** PROMPT **
Only lines containing the string "source" belong in the answer; copy all of them from the entries.

[Dataset records]
* * * * * * * * *
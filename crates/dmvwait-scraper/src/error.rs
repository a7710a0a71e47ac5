use thiserror::Error;

#[derive(Debug, Error)]
pub enum ScraperError {
    #[error("HTTP error: {0}")]
    Http(#[from] reqwest::Error),

    #[error("unexpected HTTP status {status} from {url}")]
    UnexpectedStatus { status: u16, url: String },

    #[error("JSON deserialization error for {context}: {source}")]
    Deserialize {
        context: String,
        #[source]
        source: serde_json::Error,
    },
}
//! Paginated directory crawler.
//!
//! One seed is one `"City ZIP"` query against the locations search. Each
//! seed is paginated independently until the portal stops returning cards;
//! because the portal never says "last page", absence of content is the
//! only stop signal and a configured page cap bounds a server that never
//! provides one.

use futures::stream::{self, StreamExt};
use percent_encoding::{utf8_percent_encode, NON_ALPHANUMERIC};

use crate::client::PortalClient;
use crate::parse;
use crate::types::FacilityCard;

/// Builds the field-office search URL for one `"City ZIP"` seed.
///
/// The query carries the whole seed as `q`, the city token as `c`, and the
/// ZIP token as `z`. Returns `None` when the seed has fewer than two
/// whitespace-separated tokens; the caller logs and skips such seeds.
#[must_use]
pub fn seed_search_url(base_url: &str, seed: &str) -> Option<String> {
    let tokens: Vec<&str> = seed.split_whitespace().collect();
    let city = tokens.first()?;
    let zip = tokens.get(1)?;

    let q = utf8_percent_encode(seed.trim(), NON_ALPHANUMERIC);
    let c = utf8_percent_encode(city, NON_ALPHANUMERIC);
    Some(format!(
        "{base_url}/portal/locations/?q={q}&c={c}&z={zip}&services=field-office"
    ))
}

/// Builds the URL for page `page` of a seed's result set.
///
/// Page 1 is the seed URL itself; later pages insert a `page/{n}/` path
/// segment immediately before the query string.
#[must_use]
pub fn page_url(seed_url: &str, page: usize) -> String {
    if page <= 1 {
        return seed_url.to_string();
    }
    match seed_url.split_once('?') {
        Some((path, query)) => format!("{path}page/{page}/?{query}"),
        None => {
            let sep = if seed_url.ends_with('/') { "" } else { "/" };
            format!("{seed_url}{sep}page/{page}/")
        }
    }
}

/// Crawls every page of one seed's result set.
///
/// Stops when a page fails to fetch (logged, records from earlier pages are
/// kept), when a page yields no facility records (empty or all-placeholder),
/// or when `max_pages` pages have been fetched without a terminal page
/// (logged as a warning).
pub async fn crawl_seed(
    client: &PortalClient,
    seed_url: &str,
    max_pages: usize,
) -> Vec<FacilityCard> {
    let mut collected = Vec::new();

    for page in 1.. {
        let url = page_url(seed_url, page);
        let html = match client.fetch_html(&url).await {
            Ok(html) => html,
            Err(err) => {
                tracing::warn!(url = %url, error = %err, "page fetch failed; stopping this seed");
                break;
            }
        };

        let extract = parse::extract_cards(&html);
        if extract.records.is_empty() {
            tracing::debug!(url = %url, cards = extract.card_count, "terminal page reached");
            break;
        }
        collected.extend(extract.records);

        if page >= max_pages {
            tracing::warn!(
                seed_url,
                max_pages,
                "page cap reached before a terminal page; stopping this seed"
            );
            break;
        }
    }

    collected
}

/// Crawls the full directory: every page of every seed, in seed order.
///
/// Per-seed failures are contained by [`crawl_seed`]; one seed exhausting
/// or failing never affects another. Uses `buffered` rather than
/// `buffer_unordered` because downstream dedup keeps the first occurrence
/// in seed order, which must not depend on network completion order.
pub async fn crawl_directory(
    client: &PortalClient,
    seeds: &[String],
    max_pages: usize,
    max_concurrent: usize,
) -> Vec<FacilityCard> {
    let urls: Vec<String> = seeds
        .iter()
        .filter_map(|seed| match seed_search_url(client.base_url(), seed) {
            Some(url) => Some(url),
            None => {
                tracing::warn!(seed = %seed, "seed lacks a ZIP token; skipping");
                None
            }
        })
        .collect();

    stream::iter(urls)
        .map(|url| async move { crawl_seed(client, &url, max_pages).await })
        .buffered(max_concurrent.max(1))
        .concat()
        .await
}

// ---------------------------------------------------------------------------
// Tests
// ---------------------------------------------------------------------------

#[cfg(test)]
mod tests {
    use super::*;

    #[test]
    fn seed_url_carries_query_city_zip_and_service_filter() {
        let url = seed_search_url("https://www.dmv.ca.gov", "Alameda 94501").unwrap();
        assert_eq!(
            url,
            "https://www.dmv.ca.gov/portal/locations/?q=Alameda%2094501&c=Alameda&z=94501&services=field-office"
        );
    }

    #[test]
    fn seed_url_uses_first_and_second_tokens_for_city_and_zip() {
        // Multi-word cities still take the first token as the city and the
        // second as the ZIP; the full seed rides in `q`.
        let url = seed_search_url("https://www.dmv.ca.gov", "Los Angeles 90001").unwrap();
        assert!(url.contains("q=Los%20Angeles%2090001"));
        assert!(url.contains("c=Los"));
        assert!(url.contains("z=Angeles"));
    }

    #[test]
    fn seed_without_a_second_token_is_rejected() {
        assert_eq!(seed_search_url("https://www.dmv.ca.gov", "Alameda"), None);
        assert_eq!(seed_search_url("https://www.dmv.ca.gov", ""), None);
    }

    #[test]
    fn page_one_is_the_seed_url_itself() {
        let seed = "https://www.dmv.ca.gov/portal/locations/?q=x&z=1";
        assert_eq!(page_url(seed, 1), seed);
    }

    #[test]
    fn later_pages_insert_the_page_segment_before_the_query() {
        let seed = "https://www.dmv.ca.gov/portal/locations/?q=x&z=1";
        assert_eq!(
            page_url(seed, 3),
            "https://www.dmv.ca.gov/portal/locations/page/3/?q=x&z=1"
        );
    }

    #[test]
    fn page_url_without_a_query_appends_the_segment() {
        assert_eq!(
            page_url("https://example.org/locations", 2),
            "https://example.org/locations/page/2/"
        );
        assert_eq!(
            page_url("https://example.org/locations/", 2),
            "https://example.org/locations/page/2/"
        );
    }
}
* * * * * * * * *
** RESPONSE TO THE TASK **
    #[error("JSON deserialization error for {context}: {source}")]
        #[source]
        source: serde_json::Error,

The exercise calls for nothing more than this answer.